In an ideal world there would be no need to instruct a solicitor to recover money on your behalf. Unfortunately, and for many reasons, many businesses find themselves in need of assistance in recovering debts, but what are your options and which process is right for your business?
Most businesses will have an in-house credit control system, but again these efforts do not always prove fruitful.
When you decide that the debt has been outstanding for long enough, or a contract has been breached, contacting a solicitor is a good course of action. They will discuss your options, prospect of recovery and advise whether you could or should take your case further.
More often than not instructing a solicitor can prompt your debtor to pay faster. If your solicitor issues a formal 7 day claim letter or statutory demand specifying a timeframe for repayment before legal proceedings are issued, the debtor may act quickly to avoid going to court.
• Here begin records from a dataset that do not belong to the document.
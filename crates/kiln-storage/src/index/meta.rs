//! Index meta page: what the index is over and where its root lives.

use kiln_common::page::{PageData, PageId};
use kiln_common::types::KeyType;
use kiln_common::{KilnError, Result};

/// Page number of the meta page; always the first page of an index file.
pub const META_PAGE_NUM: u32 = 1;

/// Maximum stored relation name: 19 bytes plus a NUL terminator.
pub const RELATION_NAME_MAX: usize = 19;

const NAME_AT: usize = 0;
const NAME_LEN: usize = RELATION_NAME_MAX + 1;
const ATTR_OFFSET_AT: usize = NAME_AT + NAME_LEN;
const KEY_TYPE_AT: usize = ATTR_OFFSET_AT + 4;
const ROOT_AT: usize = KEY_TYPE_AT + 4;

/// Decoded meta page contents.
///
/// Layout: `relation_name[20]` (NUL-terminated), `attr_byte_offset: i32`,
/// `key_type: i32` tag, `root_page_num: u32`, all little-endian.
#[derive(Debug, Clone, PartialEq, Eq)]
pub struct IndexMeta {
    /// Name of the base relation, truncated to 19 bytes.
    pub relation_name: String,
    /// Byte offset of the indexed attribute within a record.
    pub attr_byte_offset: u32,
    /// Datatype of the indexed attribute.
    pub key_type: KeyType,
    /// Current root page number.
    pub root_page_num: u32,
}

impl IndexMeta {
    /// Creates meta contents for a new index.
    pub fn new(
        relation_name: &str,
        attr_byte_offset: usize,
        key_type: KeyType,
        root_page_num: u32,
    ) -> Self {
        let mut name = relation_name.to_string();
        name.truncate(RELATION_NAME_MAX);
        Self {
            relation_name: name,
            attr_byte_offset: attr_byte_offset as u32,
            key_type,
            root_page_num,
        }
    }

    /// Decodes a meta page.
    pub fn parse(page_id: PageId, data: &PageData) -> Result<IndexMeta> {
        let name_bytes = &data[NAME_AT..NAME_AT + NAME_LEN];
        let name_end = name_bytes.iter().position(|&b| b == 0).unwrap_or(NAME_LEN);
        let relation_name = std::str::from_utf8(&name_bytes[..name_end])
            .map_err(|_| KilnError::PageCorrupted {
                page_id,
                reason: "relation name is not UTF-8".to_string(),
            })?
            .to_string();

        let tag = i32::from_le_bytes([
            data[KEY_TYPE_AT],
            data[KEY_TYPE_AT + 1],
            data[KEY_TYPE_AT + 2],
            data[KEY_TYPE_AT + 3],
        ]);
        let key_type = KeyType::from_tag(tag).ok_or_else(|| KilnError::PageCorrupted {
            page_id,
            reason: format!("unknown key type tag {tag}"),
        })?;

        Ok(IndexMeta {
            relation_name,
            attr_byte_offset: u32::from_le_bytes([
                data[ATTR_OFFSET_AT],
                data[ATTR_OFFSET_AT + 1],
                data[ATTR_OFFSET_AT + 2],
                data[ATTR_OFFSET_AT + 3],
            ]),
            key_type,
            root_page_num: u32::from_le_bytes([
                data[ROOT_AT],
                data[ROOT_AT + 1],
                data[ROOT_AT + 2],
                data[ROOT_AT + 3],
            ]),
        })
    }

    /// Encodes this meta into a page.
    pub fn write_to(&self, data: &mut PageData) {
        data.fill(0);
        let name = self.relation_name.as_bytes();
        let len = name.len().min(RELATION_NAME_MAX);
        data[NAME_AT..NAME_AT + len].copy_from_slice(&name[..len]);
        // byte at NAME_AT + len stays 0: the NUL terminator
        data[ATTR_OFFSET_AT..ATTR_OFFSET_AT + 4]
            .copy_from_slice(&self.attr_byte_offset.to_le_bytes());
        data[KEY_TYPE_AT..KEY_TYPE_AT + 4].copy_from_slice(&self.key_type.tag().to_le_bytes());
        data[ROOT_AT..ROOT_AT + 4].copy_from_slice(&self.root_page_num.to_le_bytes());
    }

    /// Overwrites only the root page number field of a meta page.
    pub fn set_root(data: &mut PageData, root_page_num: u32) {
        data[ROOT_AT..ROOT_AT + 4].copy_from_slice(&root_page_num.to_le_bytes());
    }

    /// Checks the stored identity against constructor arguments.
    pub fn matches(
        &self,
        relation_name: &str,
        attr_byte_offset: usize,
        key_type: KeyType,
    ) -> bool {
        let mut expected = relation_name.to_string();
        expected.truncate(RELATION_NAME_MAX);
        self.relation_name == expected
            && self.attr_byte_offset as usize == attr_byte_offset
            && self.key_type == key_type
    }
}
However, it is advised that you first attempt to resolve the matter amicably with the customer, perhaps negotiating payment options before contacting a solicitor, particularly if you value the debtor as a customer. Just don’t leave it too long.
What is the difference?
Letter before action
A letter before action is the last letter you should send before commencing legal action to recover a debt. A final demand letter formally reminds and requests your customer one last time to make payment before you take legal action. This letter details all the necessary information including the date the debt should have been paid, any interest that is to be paid, and how long the debtor has to pay before legal proceedings will take place.
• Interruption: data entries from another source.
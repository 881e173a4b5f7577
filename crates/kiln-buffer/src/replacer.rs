//! Page replacement policies for the buffer pool.

use crate::frame::FrameId;
use parking_lot::Mutex;
use std::sync::atomic::{AtomicBool, Ordering};

/// A page replacement algorithm.
///
/// The replacer does not track pin state itself; `evict` consults the
/// caller-supplied predicate so eviction decisions always see the pool's
/// current pin counts.
pub trait Replacer: Send + Sync {
    /// Records that a frame was accessed, granting it a second chance.
    fn record_access(&self, frame_id: FrameId);

    /// Selects a victim among frames for which `evictable` returns true.
    fn evict(&self, evictable: &dyn Fn(FrameId) -> bool) -> Option<FrameId>;

    /// Forgets any state held for a frame.
    fn remove(&self, frame_id: FrameId);
}

/// Clock (second-chance) replacement.
///
/// A sweep hand cycles over the frames; an evictable frame with its
/// reference bit set gets the bit cleared and is skipped once, so recently
/// used frames survive one full rotation.
pub struct ClockReplacer {
    /// Number of frames under management.
    num_frames: usize,
    /// Per-frame reference bits.
    reference_bits: Vec<AtomicBool>,
    /// Current sweep position.
    hand: Mutex<usize>,
}

impl ClockReplacer {
    /// Creates a replacer covering `num_frames` frames.
    pub fn new(num_frames: usize) -> Self {
        Self {
            num_frames,
            reference_bits: (0..num_frames).map(|_| AtomicBool::new(false)).collect(),
            hand: Mutex::new(0),
        }
    }

    /// Returns the number of frames under management.
    pub fn capacity(&self) -> usize {
        self.num_frames
    }
}

impl Replacer for ClockReplacer {
    #[inline]
    fn record_access(&self, frame_id: FrameId) {
        if let Some(bit) = self.reference_bits.get(frame_id.0 as usize) {
            bit.store(true, Ordering::Relaxed);
        }
    }

    fn evict(&self, evictable: &dyn Fn(FrameId) -> bool) -> Option<FrameId> {
        if self.num_frames == 0 {
            return None;
        }

        let mut hand = self.hand.lock();
        // Two rotations: the first clears reference bits, the second catches
        // frames that were spared on the first pass.
        for _ in 0..(2 * self.num_frames) {
            let pos = *hand;
            *hand = (pos + 1) % self.num_frames;

            let frame_id = FrameId(pos as u32);
            if !evictable(frame_id) {
                continue;
            }
            if self.reference_bits[pos].swap(false, Ordering::Relaxed) {
                continue;
            }
            return Some(frame_id);
        }
        None
    }

    fn remove(&self, frame_id: FrameId) {
        if let Some(bit) = self.reference_bits.get(frame_id.0 as usize) {
            bit.store(false, Ordering::Relaxed);
        }
    }
}
//! Storage engine for KilnDB.
//!
//! This crate provides:
//! - Disk manager for page-level I/O over named data files
//! - Buffer manager mediating all page access through the buffer pool
//! - Heap files storing a relation's records in slotted pages
//! - A disk-resident B+ tree index over a single integer attribute

mod buffer;
mod disk;
mod heap;
mod index;
mod tuple;

pub use buffer::BufferManager;
pub use disk::{DiskManager, DiskManagerConfig};
pub use heap::{HeapFile, HeapPage, RecordScan, SlotId};
pub use index::{
    BTreeIndex, IndexMeta, InternalNode, LeafNode, Node, ScanOp, ScanRange, INTERNAL_CAPACITY,
    LEAF_CAPACITY, LEAF_LEVEL, META_PAGE_NUM,
};
pub use tuple::RecordId;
Statutory demands are not a debt recovery procedure per se, but they are often (mis)used as such. Properly used, a statutory demand is a way to prove that a company cannot pay its debts as they fall due and are therefore cash flow insolvent. If a debtor fails to respond to a statutory demand, it can have serious consequences on its business and the creditor will be at liberty to bring a winding up petition (or bankruptcy petition in the case of an individual).
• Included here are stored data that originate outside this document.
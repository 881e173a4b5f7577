//! Residency map from page IDs to buffer frames.

use crate::frame::FrameId;
use kiln_common::page::PageId;
use parking_lot::RwLock;
use std::collections::HashMap;

/// Maps resident pages to the frames that hold them.
pub struct PageTable {
    map: RwLock<HashMap<PageId, FrameId>>,
}

impl PageTable {
    /// Creates a page table sized for the given number of frames.
    pub fn new(capacity: usize) -> Self {
        Self {
            map: RwLock::new(HashMap::with_capacity(capacity)),
        }
    }

    /// Returns the frame holding a page, if resident.
    #[inline]
    pub fn get(&self, page_id: PageId) -> Option<FrameId> {
        self.map.read().get(&page_id).copied()
    }

    /// Records that a page now occupies a frame.
    #[inline]
    pub fn insert(&self, page_id: PageId, frame_id: FrameId) {
        self.map.write().insert(page_id, frame_id);
    }

    /// Removes a page's residency entry, returning its frame if present.
    #[inline]
    pub fn remove(&self, page_id: PageId) -> Option<FrameId> {
        self.map.write().remove(&page_id)
    }

    /// Returns true if the page is resident.
    #[inline]
    pub fn contains(&self, page_id: PageId) -> bool {
        self.map.read().contains_key(&page_id)
    }

    /// Returns the number of resident pages.
    pub fn len(&self) -> usize {
        self.map.read().len()
    }

    /// Returns true if no pages are resident.
    pub fn is_empty(&self) -> bool {
        self.map.read().is_empty()
    }

    /// Returns a snapshot of all residency entries.
    pub fn entries(&self) -> Vec<(PageId, FrameId)> {
        self.map.read().iter().map(|(&p, &f)| (p, f)).collect()
    }
}

#[cfg(test)]
mod tests {
    use super::*;

    #[test]
    fn test_insert_get_remove() {
        let table = PageTable::new(16);
        let pid = PageId::new(0, 5);

        assert!(table.get(pid).is_none());

        table.insert(pid, FrameId(3));
        assert_eq!(table.get(pid), Some(FrameId(3)));
        assert!(table.contains(pid));
        assert_eq!(table.len(), 1);

        assert_eq!(table.remove(pid), Some(FrameId(3)));
        assert!(table.get(pid).is_none());
        assert!(table.is_empty());
    }

    #[test]
    fn test_insert_overwrites() {
        let table = PageTable::new(16);
        let pid = PageId::new(1, 9);

        table.insert(pid, FrameId(1));
        table.insert(pid, FrameId(2));
        assert_eq!(table.get(pid), Some(FrameId(2)));
        assert_eq!(table.len(), 1);
    }

    #[test]
    fn test_entries_snapshot() {
        let table = PageTable::new(16);
        table.insert(PageId::new(0, 1), FrameId(0));
        table.insert(PageId::new(0, 2), FrameId(1));

        let mut entries = table.entries();
        entries.sort_by_key(|(p, _)| p.page_num);
        assert_eq!(entries.len(), 2);
        assert_eq!(entries[0], (PageId::new(0, 1), FrameId(0)));
        assert_eq!(entries[1], (PageId::new(0, 2), FrameId(1)));
    }
}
A statutory demand is not supposed to be used as a debt recovery procedure for disputed debts. If the creditor serves a statutory demand for a disputed debt, or refuses to withdraw it if a dispute is raised after it is served, then the creditor may have to pay the debtor’s legal costs for setting aside the statutory demand against an individual or for an injunction preventing the presentation of a winding up petition by the creditor.
The costs payable by the creditor on setting aside or the granting of an injunction can range from £2,000 upwards even if, ultimately, the debt is owed. It is important for a creditor to realise that withdrawing the demand is not an acceptance that the debtor does not have to pay, but is merely a recognition that there is a genuine dispute or triable issue for a court to decide.